FIGURE 1. Overall text mining strategy. pubmed2ensembl was used to identify connective tissue disease–associated pulmonary arterial hypertension (CTD-PAH)–related gene sets, and the overlapping genes of the two gene sets were analyzed for enrichment by DAVID. The protein–protein interaction network of the overlapping genes and the enriched candidate genes were shown using STRING. The final enriched candidate genes for further analysis of drug–gene interactions by DGIdb to determine dugs with potential therapeutic effects of CTD-PAH. GO, Gene Ontology; DGIdb, Drug Gene Interaction database.
FIGURE 2. The results of text mining. A total of 797 genes were related to PAH, 441 genes were related to CTD, and 179 genes overlapped between PAH and CTD. PAH, pulmonary arterial hypertension; CTD, connective tissue diseases.
FIGURE 3. The results of GO enrichment analysis. The top six significant enrichment terms of biological process, cellular component, and molecular function of overlapping genes are shown.

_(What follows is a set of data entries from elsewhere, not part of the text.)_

//! Serial port (SB/SC) with an optional external link endpoint.
//!
//! With the internal clock selected, one bit is shifted on every
//! falling edge of divider bit 8 (8192 Hz), so a full byte takes eight
//! of those edges. Without an endpoint attached the input line idles
//! high and SB fills with 0xFF.

use crate::io::interrupts::{InterruptFlags, Interrupts};
use crate::parcel::{Parcel, ParcelReader, StateError};

/// Serial transfer data (SB).
pub const SIO_DATA: u16 = 0xFF01;
/// Serial transfer control (SC). Bit 7 starts a transfer, bit 0 picks
/// the clock source (1 = internal).
pub const SIO_CONTROL: u16 = 0xFF02;

/// Divider bit whose falling edge drives the internal serial clock.
pub const SERIAL_CLOCK_BIT: u16 = 1 << 8;

/// One end of a link cable. Each shifted bit is exchanged with the
/// partner: ours goes out, theirs comes in.
pub trait SerialEndpoint {
    fn exchange_bit(&mut self, bit: bool) -> bool;
}

pub struct Serial {
    sb: u8,
    sc: u8,
    bits_remaining: u8,
    endpoint: Option<Box<dyn SerialEndpoint>>,
}

impl std::fmt::Debug for Serial {
    fn fmt(&self, f: &mut std::fmt::Formatter<'_>) -> std::fmt::Result {
        f.debug_struct("Serial")
            .field("sb", &self.sb)
            .field("sc", &self.sc)
            .field("bits_remaining", &self.bits_remaining)
            .field("endpoint", &self.endpoint.is_some())
            .finish()
    }
}

impl Serial {
    pub fn new() -> Self {
        Serial {
            sb: 0,
            sc: 0,
            bits_remaining: 0,
            endpoint: None,
        }
    }

    pub fn read_data(&self) -> u8 {
        self.sb
    }

    pub fn write_data(&mut self, value: u8) {
        self.sb = value;
    }

    pub fn read_control(&self) -> u8 {
        self.sc | 0x7E
    }

    pub fn write_control(&mut self, value: u8) {
        self.sc = value & 0x81;
        if self.transfer_in_progress() {
            self.bits_remaining = 8;
        }
    }

    fn transfer_in_progress(&self) -> bool {
        // Only the internal clock can drive the shifts here; an
        // externally clocked transfer waits on the link partner.
        self.sc & 0x81 == 0x81
    }

    pub fn attach(&mut self, endpoint: Box<dyn SerialEndpoint>) {
        self.endpoint = Some(endpoint);
    }

    pub fn detach(&mut self) {
        self.endpoint = None;
    }

    pub fn take_endpoint(&mut self) -> Option<Box<dyn SerialEndpoint>> {
        self.endpoint.take()
    }

    /// Called on every falling edge of the divider's serial-clock bit.
    pub fn on_clock_edge(&mut self, interrupts: &mut Interrupts) {
        if !self.transfer_in_progress() || self.bits_remaining == 0 {
            return;
        }

        let out_bit = self.sb & 0x80 != 0;
        let in_bit = match &mut self.endpoint {
            Some(endpoint) => endpoint.exchange_bit(out_bit),
            None => true,
        };
        self.sb = (self.sb << 1) | in_bit as u8;

        self.bits_remaining -= 1;
        if self.bits_remaining == 0 {
            self.sc &= !0x80;
            interrupts.request(InterruptFlags::SERIAL);
            log::trace!("Serial transfer complete, SB: {:#04X}", self.sb);
        }
    }

    pub fn save_state(&self, parcel: &mut Parcel) {
        parcel.write_u8(self.sb);
        parcel.write_u8(self.sc);
        parcel.write_u8(self.bits_remaining);
    }

    pub fn load_state(&mut self, reader: &mut ParcelReader<'_>) -> Result<(), StateError> {
        self.sb = reader.read_u8()?;
        self.sc = reader.read_u8()? & 0x81;
        self.bits_remaining = reader.read_u8()?;
        if self.bits_remaining > 8 {
            return Err(StateError::Content("serial shift count out of range"));
        }
        Ok(())
    }
}

#[cfg(test)]
mod tests {
    use super::*;

    struct Loopback;

    impl SerialEndpoint for Loopback {
        fn exchange_bit(&mut self, bit: bool) -> bool {
            bit
        }
    }

    #[test]
    fn disconnected_transfer_yields_ff() {
        let mut serial = Serial::new();
        let mut interrupts = Interrupts::new();
        serial.write_data(0x5A);
        serial.write_control(0x81);

        for _ in 0..8 {
            serial.on_clock_edge(&mut interrupts);
        }

        assert_eq!(serial.read_data(), 0xFF);
        assert_eq!(serial.read_control() & 0x80, 0);
        assert!(interrupts.interrupt_flag.contains(InterruptFlags::SERIAL));
    }

    #[test]
    fn loopback_returns_own_byte() {
        let mut serial = Serial::new();
        let mut interrupts = Interrupts::new();
        serial.attach(Box::new(Loopback));
        serial.write_data(0xA5);
        serial.write_control(0x81);

        for _ in 0..8 {
            serial.on_clock_edge(&mut interrupts);
        }

        assert_eq!(serial.read_data(), 0xA5);
    }

    #[test]
    fn no_shift_without_start_bit() {
        let mut serial = Serial::new();
        let mut interrupts = Interrupts::new();
        serial.write_data(0x12);
        serial.write_control(0x01);
        serial.on_clock_edge(&mut interrupts);
        assert_eq!(serial.read_data(), 0x12);
    }
}
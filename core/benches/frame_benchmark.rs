use criterion::{criterion_group, criterion_main, Criterion};

use dotboy_core::{GameBoy, GameBoyOptions};

/// Scroll the background forever; enough bus traffic to keep the
/// whole pipeline honest.
fn build_bench_rom() -> Vec<u8> {
    let mut rom = vec![0u8; 0x8000];
    //   LDH A, (0x42) ; INC A ; LDH (0x42), A ; JR -7
    let code = [0xF0, 0x42, 0x3C, 0xE0, 0x42, 0x18, 0xF9];
    rom[0x100..0x100 + code.len()].copy_from_slice(&code);
    rom
}

fn frame_benchmark(c: &mut Criterion) {
    let mut gb = GameBoy::new(GameBoyOptions::default());
    gb.load_rom(&build_bench_rom()).unwrap();

    c.bench_function("frame", |b| {
        b.iter(|| {
            gb.frame();
        })
    });
}

criterion_group!(benches, frame_benchmark);
criterion_main!(benches);
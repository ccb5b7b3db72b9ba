//! CGB VRAM copy engines. GDMA moves the whole programmed length at
//! once with the CPU stalled; HDMA moves one 16-byte chunk at the
//! start of each HBlank until the length runs out or software aborts.

use crate::parcel::{Parcel, ParcelReader, StateError};

/// High byte of the source address. Write-only.
pub const CGB_HDMA_1: u16 = 0xFF51;
/// Low byte of the source; the low 4 bits are ignored so transfers are
/// 16-byte aligned. Write-only.
pub const CGB_HDMA_2: u16 = 0xFF52;
/// High byte of the destination; forced into VRAM. Write-only.
pub const CGB_HDMA_3: u16 = 0xFF53;
/// Low byte of the destination, 16-byte aligned. Write-only.
pub const CGB_HDMA_4: u16 = 0xFF54;
/// Length/mode. Writing starts a transfer: bit 7 = 1 selects
/// HBlank-paced mode, bits 0-6 the length in chunks minus one.
pub const CGB_HDMA_5: u16 = 0xFF55;

pub const CHUNK_SIZE: u16 = 16;

#[derive(Debug)]
pub struct Hdma {
    pub source: u16,
    pub destination: u16,
    /// Chunks still to copy.
    remaining: u8,
    hblank_mode: bool,
    active: bool,
    /// Set by an HDMA5 write with mode 0; the bus executes the whole
    /// copy immediately and stalls the CPU.
    gdma_requested: bool,
}

impl Hdma {
    pub fn new() -> Self {
        Hdma {
            source: 0,
            destination: 0x8000,
            remaining: 0,
            hblank_mode: false,
            active: false,
            gdma_requested: false,
        }
    }

    pub fn write_source_high(&mut self, value: u8) {
        self.source = (self.source & 0x00F0) | ((value as u16) << 8);
    }

    pub fn write_source_low(&mut self, value: u8) {
        self.source = (self.source & 0xFF00) | (value & 0xF0) as u16;
    }

    pub fn write_destination_high(&mut self, value: u8) {
        self.destination = 0x8000 | ((value as u16 & 0x1F) << 8) | (self.destination & 0x00F0);
    }

    pub fn write_destination_low(&mut self, value: u8) {
        self.destination = (self.destination & 0xFF00) | (value & 0xF0) as u16;
    }

    /// HDMA5 read: bit 7 set when no transfer is pending, bits 0-6 the
    /// remaining length minus one. 0xFF once a transfer ran to
    /// completion.
    pub fn read_control(&self) -> u8 {
        let remaining = self.remaining.wrapping_sub(1) & 0x7F;
        ((!self.active as u8) << 7) | remaining
    }

    pub fn write_control(&mut self, value: u8) {
        if self.active && self.hblank_mode && value & 0x80 == 0 {
            // Abort: the remaining-length bits stay put so software
            // can resume with a fresh write.
            self.active = false;
            return;
        }

        self.remaining = (value & 0x7F) + 1;
        self.hblank_mode = value & 0x80 != 0;
        self.active = true;
        if !self.hblank_mode {
            self.gdma_requested = true;
        }
        log::trace!(
            "{} transfer armed: {:#06X} -> {:#06X}, {} chunks",
            if self.hblank_mode { "HDMA" } else { "GDMA" },
            self.source,
            self.destination,
            self.remaining
        );
    }

    pub fn take_gdma_request(&mut self) -> bool {
        std::mem::replace(&mut self.gdma_requested, false)
    }

    /// Whether a chunk should move at this HBlank.
    pub fn hblank_chunk_pending(&self) -> bool {
        self.active && self.hblank_mode
    }

    pub fn active(&self) -> bool {
        self.active
    }

    pub fn remaining_chunks(&self) -> u8 {
        self.remaining
    }

    /// Account one copied chunk and advance the address registers.
    pub fn chunk_copied(&mut self) {
        self.source = self.source.wrapping_add(CHUNK_SIZE);
        self.destination = self.destination.wrapping_add(CHUNK_SIZE);
        if self.destination >= 0xA000 {
            // Destination wraps inside VRAM.
            self.destination = 0x8000 | (self.destination & 0x1FFF);
        }
        self.remaining -= 1;
        if self.remaining == 0 {
            self.active = false;
        }
    }

    pub fn save_state(&self, parcel: &mut Parcel) {
        parcel.write_u16(self.source);
        parcel.write_u16(self.destination);
        parcel.write_u8(self.remaining);
        parcel.write_bool(self.hblank_mode);
        parcel.write_bool(self.active);
        parcel.write_bool(self.gdma_requested);
    }

    pub fn load_state(&mut self, reader: &mut ParcelReader<'_>) -> Result<(), StateError> {
        self.source = reader.read_u16()?;
        self.destination = reader.read_u16()?;
        self.remaining = reader.read_u8()?;
        if self.remaining > 0x80 {
            return Err(StateError::Content("HDMA length out of range"));
        }
        self.hblank_mode = reader.read_bool()?;
        self.active = reader.read_bool()?;
        self.gdma_requested = reader.read_bool()?;
        Ok(())
    }
}

#[cfg(test)]
mod tests {
    use super::*;

    #[test]
    fn destination_is_forced_into_vram() {
        let mut hdma = Hdma::new();
        hdma.write_destination_high(0xFF);
        hdma.write_destination_low(0xFF);
        assert_eq!(hdma.destination & 0xE000, 0x8000);
        assert_eq!(hdma.destination & 0x000F, 0);
    }

    #[test]
    fn abort_preserves_remaining_length() {
        let mut hdma = Hdma::new();
        hdma.write_control(0x87); // HBlank mode, 8 chunks
        hdma.chunk_copied();
        hdma.chunk_copied();
        assert_eq!(hdma.remaining_chunks(), 6);

        hdma.write_control(0x00);
        assert!(!hdma.active());
        assert_eq!(hdma.read_control() & 0x7F, 5);
    }

    #[test]
    fn completed_transfer_reads_ff() {
        let mut hdma = Hdma::new();
        hdma.write_control(0x80); // 1 chunk, HBlank mode
        hdma.chunk_copied();
        assert_eq!(hdma.read_control(), 0xFF);
    }

    #[test]
    fn gdma_request_is_taken_once() {
        let mut hdma = Hdma::new();
        hdma.write_control(0x07);
        assert!(hdma.take_gdma_request());
        assert!(!hdma.take_gdma_request());
    }
}
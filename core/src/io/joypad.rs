//! Joypad matrix: two rows of four keys each, selected through bits
//! 4/5 of P1. The register exposes the selected rows inverted, and a
//! high-to-low transition of any exposed key bit raises the joypad
//! interrupt.

use crate::io::interrupts::{InterruptFlags, Interrupts};
use crate::parcel::{Parcel, ParcelReader, StateError};
use bitflags::*;

pub const JOYPAD_REGISTER: u16 = 0xFF00;

#[derive(Debug, Copy, Clone, PartialEq, Eq)]
pub enum InputKey {
    A,
    B,
    Start,
    Select,
    Up,
    Down,
    Left,
    Right,
}

#[derive(Debug, Copy, Clone, PartialEq, Eq)]
pub enum KeyState {
    Pressed,
    Released,
}

bitflags! {
    #[derive(Default)]
    struct KeyLines: u8 {
        /// Right or A
        const RIGHT_A    = 0b0000_0001;
        /// Left or B
        const LEFT_B     = 0b0000_0010;
        /// Up or Select
        const UP_SELECT  = 0b0000_0100;
        /// Down or Start
        const DOWN_START = 0b0000_1000;
    }
}

#[derive(Debug, Default)]
pub struct Joypad {
    pressed_buttons: KeyLines,
    pressed_directions: KeyLines,
    /// Bits 4/5 of P1 as last written (0 = row selected).
    select_bits: u8,
}

impl Joypad {
    pub fn new() -> Self {
        Joypad {
            pressed_buttons: KeyLines::empty(),
            pressed_directions: KeyLines::empty(),
            select_bits: 0x30,
        }
    }

    /// Compute the current P1 value: selected rows pull their pressed
    /// key bits low, everything unused reads 1.
    pub fn read_register(&self) -> u8 {
        0xC0 | self.select_bits | !self.selected_keys().bits() & 0x0F
    }

    /// Only bits 4/5 are writable; key bits are driven by the matrix.
    pub fn write_register(&mut self, value: u8) {
        self.select_bits = value & 0x30;
    }

    /// Update the matrix from the host. A key that lands on a selected
    /// row pulls its line low, which raises the joypad interrupt.
    pub fn set_key(&mut self, key: InputKey, state: KeyState, interrupts: &mut Interrupts) {
        let exposed_before = self.selected_keys();

        let line = key.line();
        let row = match key {
            InputKey::A | InputKey::B | InputKey::Start | InputKey::Select => &mut self.pressed_buttons,
            _ => &mut self.pressed_directions,
        };
        match state {
            KeyState::Pressed => row.insert(line),
            KeyState::Released => row.remove(line),
        }

        let exposed_after = self.selected_keys();
        if !(exposed_after - exposed_before).is_empty() {
            interrupts.request(InterruptFlags::JOYPAD);
        }
    }

    /// Keys visible through the currently selected row(s).
    fn selected_keys(&self) -> KeyLines {
        let mut keys = KeyLines::empty();
        if self.select_bits & 0x20 == 0 {
            keys.insert(self.pressed_buttons);
        }
        if self.select_bits & 0x10 == 0 {
            keys.insert(self.pressed_directions);
        }
        keys
    }

    /// Whether any selected key line is held low. STOP consults this.
    pub fn any_selected_pressed(&self) -> bool {
        !self.selected_keys().is_empty()
    }

    pub fn save_state(&self, parcel: &mut Parcel) {
        parcel.write_u8(self.pressed_buttons.bits());
        parcel.write_u8(self.pressed_directions.bits());
        parcel.write_u8(self.select_bits);
    }

    pub fn load_state(&mut self, reader: &mut ParcelReader<'_>) -> Result<(), StateError> {
        self.pressed_buttons = KeyLines::from_bits_truncate(reader.read_u8()?);
        self.pressed_directions = KeyLines::from_bits_truncate(reader.read_u8()?);
        self.select_bits = reader.read_u8()? & 0x30;
        Ok(())
    }
}

impl InputKey {
    fn line(self) -> KeyLines {
        match self {
            InputKey::A | InputKey::Right => KeyLines::RIGHT_A,
            InputKey::B | InputKey::Left => KeyLines::LEFT_B,
            InputKey::Select | InputKey::Up => KeyLines::UP_SELECT,
            InputKey::Start | InputKey::Down => KeyLines::DOWN_START,
        }
    }
}

#[cfg(test)]
mod tests {
    use super::*;

    #[test]
    fn unselected_rows_read_high() {
        let mut joypad = Joypad::new();
        let mut interrupts = Interrupts::new();
        joypad.set_key(InputKey::A, KeyState::Pressed, &mut interrupts);
        assert_eq!(joypad.read_register() & 0x0F, 0x0F);
    }

    #[test]
    fn selected_pressed_key_reads_low() {
        let mut joypad = Joypad::new();
        let mut interrupts = Interrupts::new();
        joypad.write_register(0x10); // select buttons (bit 5 low)
        joypad.set_key(InputKey::A, KeyState::Pressed, &mut interrupts);
        assert_eq!(joypad.read_register() & 0x0F, 0x0E);

        joypad.set_key(InputKey::A, KeyState::Released, &mut interrupts);
        assert_eq!(joypad.read_register() & 0x0F, 0x0F);
    }

    #[test]
    fn press_on_selected_row_fires_interrupt() {
        let mut joypad = Joypad::new();
        let mut interrupts = Interrupts::new();
        joypad.write_register(0x20); // select directions
        joypad.set_key(InputKey::Down, KeyState::Pressed, &mut interrupts);
        assert!(interrupts.interrupt_flag.contains(InterruptFlags::JOYPAD));
    }

    #[test]
    fn press_on_unselected_row_is_silent() {
        let mut joypad = Joypad::new();
        let mut interrupts = Interrupts::new();
        joypad.write_register(0x30); // nothing selected
        joypad.set_key(InputKey::Start, KeyState::Pressed, &mut interrupts);
        assert!(!interrupts.interrupt_flag.contains(InterruptFlags::JOYPAD));
    }
}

GO, Gene Ontology.
FIGURE 4. The results of KEGG enrichment analysis. A total of 20 KEGG signaling pathways of overlapping genes are shown. KEGG, Kyoto Encyclopedia of Genes and Genomes.
Protein Interaction and Module Analysis
We then uploaded the 179 genes to the STRING website to construct the PPI networks. After excluding 30 genes with low confidence (score <0.9), we identified 149 genes/nodes with score >0.9 (high confidence) and 1,205 edges in the construction of the PPI networks (Figure 5A). By using the MCODE application, we clustered two significant gene modules. Module 1 consisted of 25 genes/nodes and 180 edges (Figure 5B), while module 2 was made up of 20 genes/nodes and 104 edges (Figure 5C).
FIGURE 5. Protein–protein interaction (PPI) network analysis. PPI of 149 genes/nodes with scores >0.9 (high confidence) and 1,205 edges are shown in (A), and 30 genes have been excluded because of low confidence. For the most significant gene modules, two significant gene modules were clustered by using the MCODE application. Module 1 consisted of 25 genes/nodes and 180 edges (B), and module 2 was made up of 20 genes/nodes and 104 edges (C).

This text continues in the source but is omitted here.